• Your instructions
Counting only lines below that hold "results", give the total alone.

----- The data

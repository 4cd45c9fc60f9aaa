use chrono::NaiveDateTime;
use serde::Deserialize;

use crate::utils::de;

#[derive(Debug, Clone, Deserialize)]
pub struct ProductImage {
    #[serde(deserialize_with = "de::int")]
    pub id: i64,
    #[serde(deserialize_with = "de::int")]
    pub product_id: i64,
    #[serde(default)]
    pub product_name: Option<String>,
    #[serde(default)]
    pub image_url: String,
    #[serde(default)]
    pub image_full_url: Option<String>,
    #[serde(default, deserialize_with = "de::opt_int")]
    pub display_order: Option<i64>,
    #[serde(default, deserialize_with = "de::flag")]
    pub is_primary: bool,
    #[serde(default, deserialize_with = "de::opt_datetime")]
    pub created_at: Option<NaiveDateTime>,
}

impl ProductImage {
    /// Absolute URL when the API provides one, else the stored path.
    pub fn display_url(&self) -> &str {
        self.image_full_url.as_deref().unwrap_or(&self.image_url)
    }
}
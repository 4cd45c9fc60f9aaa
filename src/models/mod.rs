mod admin;
mod auth;
mod brand;
mod category;
mod discount;
mod pagination;
mod product;
mod product_image;
mod product_specification;
mod tag;
mod user;

pub use admin::*;
pub use auth::*;
pub use brand::*;
pub use category::*;
pub use discount::*;
pub use pagination::*;
pub use product::*;
pub use product_image::*;
pub use product_specification::*;
pub use tag::*;
pub use user::*;
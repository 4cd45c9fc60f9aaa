/// Builds a URL slug: lowercase, punctuation dropped, runs of whitespace,
/// underscores and dashes collapsed to a single `-`, no leading or
/// trailing dashes.
pub fn slugify(input: &str) -> String {
    let mut slug = String::with_capacity(input.len());
    let mut pending_dash = false;

    for ch in input.trim().chars().flat_map(char::to_lowercase) {
        if ch.is_alphanumeric() {
            if pending_dash && !slug.is_empty() {
                slug.push('-');
            }
            pending_dash = false;
            slug.push(ch);
        } else if ch.is_whitespace() || ch == '-' || ch == '_' {
            pending_dash = true;
        }
    }

    slug
}

#[cfg(test)]
mod tests {
    use super::slugify;

    #[test]
    fn collapses_separators() {
        assert_eq!(slugify("  Canon EOS  R5 "), "canon-eos-r5");
        assert_eq!(slugify("Lens__Kit -- 50mm"), "lens-kit-50mm");
    }

    #[test]
    fn drops_punctuation() {
        assert_eq!(slugify("Sony α7 IV (Body)!"), "sony-α7-iv-body");
        assert_eq!(slugify("--Tripods & Stands--"), "tripods-stands");
    }

    #[test]
    fn empty_input() {
        assert_eq!(slugify("   "), "");
        assert_eq!(slugify("!!!"), "");
    }
}
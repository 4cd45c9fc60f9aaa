use chrono::NaiveDateTime;
use rust_decimal::Decimal;
use serde::{Deserialize, Serialize};
use std::{fmt, str::FromStr};

use crate::utils::de;

/// Equipment line a product, subcategory or discount applies to.
#[derive(Debug, Clone, Copy, PartialEq, Eq, Default, Serialize, Deserialize)]
#[serde(rename_all = "lowercase")]
pub enum ProductType {
    Photography,
    Videography,
    #[default]
    Both,
}

impl ProductType {
    pub fn as_str(&self) -> &'static str {
        match self {
            ProductType::Photography => "photography",
            ProductType::Videography => "videography",
            ProductType::Both => "both",
        }
    }

    /// Human label used in generated meta titles.
    pub fn label(&self) -> &'static str {
        match self {
            ProductType::Photography => "Photography",
            ProductType::Videography => "Videography",
            ProductType::Both => "Photography & Videography",
        }
    }
}

impl fmt::Display for ProductType {
    fn fmt(&self, f: &mut fmt::Formatter<'_>) -> fmt::Result {
        f.write_str(self.as_str())
    }
}

impl FromStr for ProductType {
    type Err = String;

    fn from_str(s: &str) -> Result<Self, Self::Err> {
        match s.trim().to_ascii_lowercase().as_str() {
            "photography" => Ok(ProductType::Photography),
            "videography" => Ok(ProductType::Videography),
            "both" => Ok(ProductType::Both),
            other => Err(format!(
                "unknown product type `{}` (expected photography, videography or both)",
                other
            )),
        }
    }
}

#[derive(Debug, Clone, Deserialize)]
pub struct Product {
    #[serde(deserialize_with = "de::int")]
    pub id: i64,
    pub name: String,
    #[serde(default)]
    pub model: Option<String>,
    #[serde(default)]
    pub slug: Option<String>,
    #[serde(default)]
    pub sku: Option<String>,
    #[serde(default)]
    pub description: Option<String>,
    #[serde(default)]
    pub short_description: Option<String>,
    #[serde(default, deserialize_with = "de::decimal")]
    pub price: Decimal,
    #[serde(default, deserialize_with = "de::opt_decimal")]
    pub discount_price: Option<Decimal>,
    #[serde(default, rename = "type")]
    pub product_type: ProductType,
    #[serde(default)]
    pub brand: Option<String>,
    #[serde(default, deserialize_with = "de::opt_int")]
    pub subcategory_id: Option<i64>,
    #[serde(default)]
    pub subcategory_name: Option<String>,
    #[serde(default)]
    pub category_name: Option<String>,
    #[serde(default, deserialize_with = "de::flag")]
    pub is_featured: bool,
    #[serde(default = "de::default_true", deserialize_with = "de::flag")]
    pub is_active: bool,
    #[serde(default)]
    pub meta_title: Option<String>,
    #[serde(default)]
    pub meta_description: Option<String>,
    #[serde(default)]
    pub image_url: Option<String>,
    #[serde(default, deserialize_with = "de::opt_datetime")]
    pub created_at: Option<NaiveDateTime>,
    #[serde(default, deserialize_with = "de::opt_datetime")]
    pub updated_at: Option<NaiveDateTime>,
}

/// Product row from `list_with_discounts`, carrying the server's price quote.
#[derive(Debug, Clone, Deserialize)]
pub struct DiscountedProduct {
    #[serde(flatten)]
    pub product: Product,
    #[serde(default, deserialize_with = "de::opt_decimal")]
    pub final_price: Option<Decimal>,
    #[serde(default, deserialize_with = "de::flag")]
    pub has_discount: bool,
}

#[cfg(test)]
mod tests {
    use super::*;
    use serde_json::json;

    #[test]
    fn decodes_api_row() {
        let product: Product = serde_json::from_value(json!({
            "id": "12",
            "name": "Canon EOS R6",
            "price": "2499.00",
            "discount_price": null,
            "type": "photography",
            "brand": "Canon",
            "subcategory_id": 4,
            "is_featured": "0",
            "is_active": 1,
            "created_at": "2024-05-02 09:15:00"
        }))
        .unwrap();

        assert_eq!(product.id, 12);
        assert_eq!(product.price, Decimal::new(249900, 2));
        assert_eq!(product.product_type, ProductType::Photography);
        assert!(product.is_active);
        assert!(!product.is_featured);
    }

    #[test]
    fn parses_product_type() {
        assert_eq!("Both".parse::<ProductType>(), Ok(ProductType::Both));
        assert!("drone".parse::<ProductType>().is_err());
    }
}
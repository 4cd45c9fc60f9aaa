//! Client-side discounted price calculation.

use rust_decimal::{Decimal, RoundingStrategy, prelude::ToPrimitive};

use crate::{
    client::ApiClient,
    error::Result,
    models::{Discount, DiscountType, TargetType},
    services::discount_service,
};

#[derive(Debug, Clone, PartialEq)]
pub struct PriceBreakdown {
    pub original: Decimal,
    pub final_price: Decimal,
    pub savings: Decimal,
    /// Whole percent saved, rounded half up.
    pub percent_off: i64,
    pub discount_name: String,
    pub target_type: TargetType,
}

/// Price after a discount; never below zero.
pub fn final_price(original: Decimal, kind: DiscountType, value: Decimal) -> Decimal {
    let price = match kind {
        DiscountType::Percentage => original * (Decimal::ONE - value / Decimal::ONE_HUNDRED),
        DiscountType::FixedAmount => original - value,
    };
    price.max(Decimal::ZERO)
}

/// `None` when there is no positive price to discount or the discount type
/// is unknown.
pub fn apply_discount(original: Decimal, discount: &Discount) -> Option<PriceBreakdown> {
    if original <= Decimal::ZERO {
        return None;
    }
    let kind = discount.discount_type?;

    let final_price = final_price(original, kind, discount.discount_value);
    let savings = original - final_price;
    let percent_off = (savings / original * Decimal::ONE_HUNDRED)
        .round_dp_with_strategy(0, RoundingStrategy::MidpointAwayFromZero)
        .to_i64()
        .unwrap_or(0);

    Some(PriceBreakdown {
        original,
        final_price,
        savings,
        percent_off,
        discount_name: discount.name.clone(),
        target_type: discount.target_type,
    })
}

/// Applies the first discount the API lists for a product.
pub async fn product_discount(
    client: &ApiClient,
    product_id: i64,
    original: Decimal,
) -> Result<Option<PriceBreakdown>> {
    if original <= Decimal::ZERO {
        return Ok(None);
    }

    let discounts = discount_service::for_product(client, product_id).await?;
    Ok(discounts
        .first()
        .and_then(|discount| apply_discount(original, discount)))
}
use http::Method;
use serde::Deserialize;
use serde_json::Value;

use crate::{
    client::{ApiClient, ApiRequest, RequestBody},
    error::{AppError, Result},
    models::{ApiMessage, Discount, Page, PriceQuote},
    services::resource::{self, Endpoints, IdPlacement, ListParams, Resource},
};

impl Resource for Discount {
    const NAME: &'static str = "discounts";
    const LABEL: &'static str = "Discount";
    const ENDPOINTS: Endpoints = Endpoints {
        base: "discounts",
        update_method: Method::PUT,
        update_id: IdPlacement::Body,
        delete_method: Method::DELETE,
        delete_id: IdPlacement::Query,
    };
}

#[derive(Debug, Deserialize)]
#[serde(untagged)]
enum QuoteResponse {
    Wrapped { data: QuoteData },
    Bare(QuoteData),
}

#[derive(Debug, Deserialize)]
#[serde(untagged)]
enum QuoteData {
    Many(Vec<PriceQuote>),
    One(PriceQuote),
}

impl QuoteResponse {
    fn into_quotes(self) -> Vec<PriceQuote> {
        let data = match self {
            QuoteResponse::Wrapped { data } => data,
            QuoteResponse::Bare(data) => data,
        };
        match data {
            QuoteData::Many(quotes) => quotes,
            QuoteData::One(quote) => vec![quote],
        }
    }
}

pub async fn list(client: &ApiClient, params: &ListParams) -> Result<Page<Discount>> {
    resource::list(client, params).await
}

pub async fn find_by_id(client: &ApiClient, id: i64) -> Result<Discount> {
    resource::find_by_id(client, id).await
}

pub async fn create(client: &ApiClient, body: RequestBody) -> Result<ApiMessage> {
    resource::create::<Discount>(client, body).await
}

pub async fn update(client: &ApiClient, id: i64, body: RequestBody) -> Result<ApiMessage> {
    resource::update::<Discount>(client, id, body).await
}

pub async fn delete(client: &ApiClient, id: i64) -> Result<ApiMessage> {
    resource::delete::<Discount>(client, id).await
}

pub async fn search(client: &ApiClient, term: &str) -> Result<Page<Discount>> {
    list(client, &ListParams::new().search(term)).await
}

pub async fn active(client: &ApiClient) -> Result<Page<Discount>> {
    list(client, &ListParams::new().filter("is_active", 1)).await
}

/// Discounts applying to a product, best first.
pub async fn for_product(client: &ApiClient, product_id: i64) -> Result<Vec<Discount>> {
    let request = ApiRequest::get(Discount::ENDPOINTS.path("get")).query("product_id", product_id);
    let body = client.send_value(&request).await?;
    let page: Page<Discount> = resource::decode_page(wrap_list(body))?;
    Ok(page.data)
}

/// Server-side price calculation for one product.
pub async fn calculate(client: &ApiClient, product_id: i64) -> Result<PriceQuote> {
    let request =
        ApiRequest::get(Discount::ENDPOINTS.path("calculate")).query("product_id", product_id);
    let response: QuoteResponse = client.send(&request).await?;
    response
        .into_quotes()
        .into_iter()
        .next()
        .ok_or_else(|| AppError::NotFound(format!("No price for product {}", product_id)))
}

pub async fn calculate_many(client: &ApiClient, product_ids: &[i64]) -> Result<Vec<PriceQuote>> {
    if product_ids.is_empty() {
        return Ok(Vec::new());
    }

    let ids = product_ids
        .iter()
        .map(i64::to_string)
        .collect::<Vec<_>>()
        .join(",");
    let request = ApiRequest::get(Discount::ENDPOINTS.path("calculate")).query("product_ids", ids);
    let response: QuoteResponse = client.send(&request).await?;
    Ok(response.into_quotes())
}

/// The lookup endpoint returns either a page or a bare array.
fn wrap_list(body: Value) -> Value {
    match body {
        Value::Array(items) => serde_json::json!({ "data": items }),
        other => other,
    }
}
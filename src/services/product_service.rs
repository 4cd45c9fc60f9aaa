use http::Method;

use crate::{
    client::{ApiClient, ApiRequest, RequestBody},
    error::Result,
    models::{ApiMessage, DiscountedProduct, Page, Product},
    services::resource::{self, Endpoints, IdPlacement, ListParams, Resource},
};

impl Resource for Product {
    const NAME: &'static str = "products";
    const LABEL: &'static str = "Product";
    const ENDPOINTS: Endpoints = Endpoints {
        base: "products",
        update_method: Method::POST,
        update_id: IdPlacement::Body,
        delete_method: Method::POST,
        delete_id: IdPlacement::Body,
    };
}

pub async fn list(client: &ApiClient, params: &ListParams) -> Result<Page<Product>> {
    resource::list(client, params).await
}

pub async fn find_by_id(client: &ApiClient, id: i64) -> Result<Product> {
    resource::find_by_id(client, id).await
}

/// Accepts a JSON body or a multipart form carrying an `image` file.
pub async fn create(client: &ApiClient, body: RequestBody) -> Result<ApiMessage> {
    resource::create::<Product>(client, body).await
}

pub async fn update(client: &ApiClient, id: i64, body: RequestBody) -> Result<ApiMessage> {
    resource::update::<Product>(client, id, body).await
}

pub async fn delete(client: &ApiClient, id: i64) -> Result<ApiMessage> {
    resource::delete::<Product>(client, id).await
}

pub async fn search(client: &ApiClient, term: &str, params: &ListParams) -> Result<Page<Product>> {
    list(client, &params.clone().filter("search", term)).await
}

pub async fn by_category(
    client: &ApiClient,
    category_id: i64,
    params: &ListParams,
) -> Result<Page<Product>> {
    list(client, &params.clone().filter("category_id", category_id)).await
}

pub async fn by_subcategory(
    client: &ApiClient,
    subcategory_id: i64,
    params: &ListParams,
) -> Result<Page<Product>> {
    list(client, &params.clone().filter("subcategory_id", subcategory_id)).await
}

pub async fn featured(client: &ApiClient, params: &ListParams) -> Result<Page<Product>> {
    list(client, &params.clone().filter("is_featured", 1)).await
}

pub async fn active(client: &ApiClient, params: &ListParams) -> Result<Page<Product>> {
    list(client, &params.clone().filter("is_active", 1)).await
}

/// Products with the server's discounted price attached.
pub async fn with_discounts(
    client: &ApiClient,
    params: &ListParams,
) -> Result<Page<DiscountedProduct>> {
    let request =
        ApiRequest::get(Product::ENDPOINTS.path("list_with_discounts")).query_pairs(params.to_pairs());
    resource::decode_page(client.send_value(&request).await?)
}
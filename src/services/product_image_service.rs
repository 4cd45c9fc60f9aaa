use http::Method;
use serde_json::json;

use crate::{
    client::{ApiClient, ApiRequest, RequestBody},
    error::Result,
    models::{ApiMessage, Page, ProductImage},
    services::resource::{self, Endpoints, IdPlacement, ListParams, Resource},
};

impl Resource for ProductImage {
    const NAME: &'static str = "product_images";
    const LABEL: &'static str = "Image";
    const ENDPOINTS: Endpoints = Endpoints {
        base: "product_images",
        update_method: Method::PUT,
        update_id: IdPlacement::Body,
        delete_method: Method::DELETE,
        delete_id: IdPlacement::Body,
    };
}

pub async fn list(client: &ApiClient, params: &ListParams) -> Result<Page<ProductImage>> {
    resource::list(client, params).await
}

pub async fn find_by_id(client: &ApiClient, id: i64) -> Result<ProductImage> {
    resource::find_by_id(client, id).await
}

/// Multipart with an `image` file, or JSON with an `image_url`.
pub async fn create(client: &ApiClient, body: RequestBody) -> Result<ApiMessage> {
    resource::create::<ProductImage>(client, body).await
}

pub async fn update(client: &ApiClient, id: i64, body: RequestBody) -> Result<ApiMessage> {
    resource::update::<ProductImage>(client, id, body).await
}

pub async fn delete(client: &ApiClient, id: i64) -> Result<ApiMessage> {
    resource::delete::<ProductImage>(client, id).await
}

pub async fn by_product(client: &ApiClient, product_id: i64) -> Result<Page<ProductImage>> {
    list(client, &ListParams::new().filter("product_id", product_id)).await
}

pub async fn set_primary(client: &ApiClient, id: i64) -> Result<ApiMessage> {
    update(client, id, RequestBody::Json(json!({ "is_primary": 1 }))).await
}

/// Assigns `display_order` 0, 1, 2... following the order of `ids`.
///
/// The updates go out one at a time. On the first failure the error is
/// returned, the updates before it stay applied and the rest are not sent.
pub async fn reorder(client: &ApiClient, ids: &[i64]) -> Result<Vec<ApiMessage>> {
    let mut results = Vec::with_capacity(ids.len());
    for (order, id) in ids.iter().enumerate() {
        let request = ApiRequest::put(ProductImage::ENDPOINTS.path("update"))
            .json(json!({ "id": id, "display_order": order }));
        results.push(resource::mutate(client, &request).await?);
    }
    Ok(results)
}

----------

• Reply to the exercise
3